→ WORK REQUEST:
Tell me how many lines in the data below hold the string "ClientOptions", and say nothing else.

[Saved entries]

----

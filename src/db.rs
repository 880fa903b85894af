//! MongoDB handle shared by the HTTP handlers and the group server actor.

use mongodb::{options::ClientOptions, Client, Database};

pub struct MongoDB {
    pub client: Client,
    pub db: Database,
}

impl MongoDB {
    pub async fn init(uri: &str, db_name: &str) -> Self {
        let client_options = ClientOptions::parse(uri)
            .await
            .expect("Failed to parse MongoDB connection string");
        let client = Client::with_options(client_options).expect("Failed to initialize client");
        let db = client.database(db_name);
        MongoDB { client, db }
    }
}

----

→ REPLY TO THE TASK:
2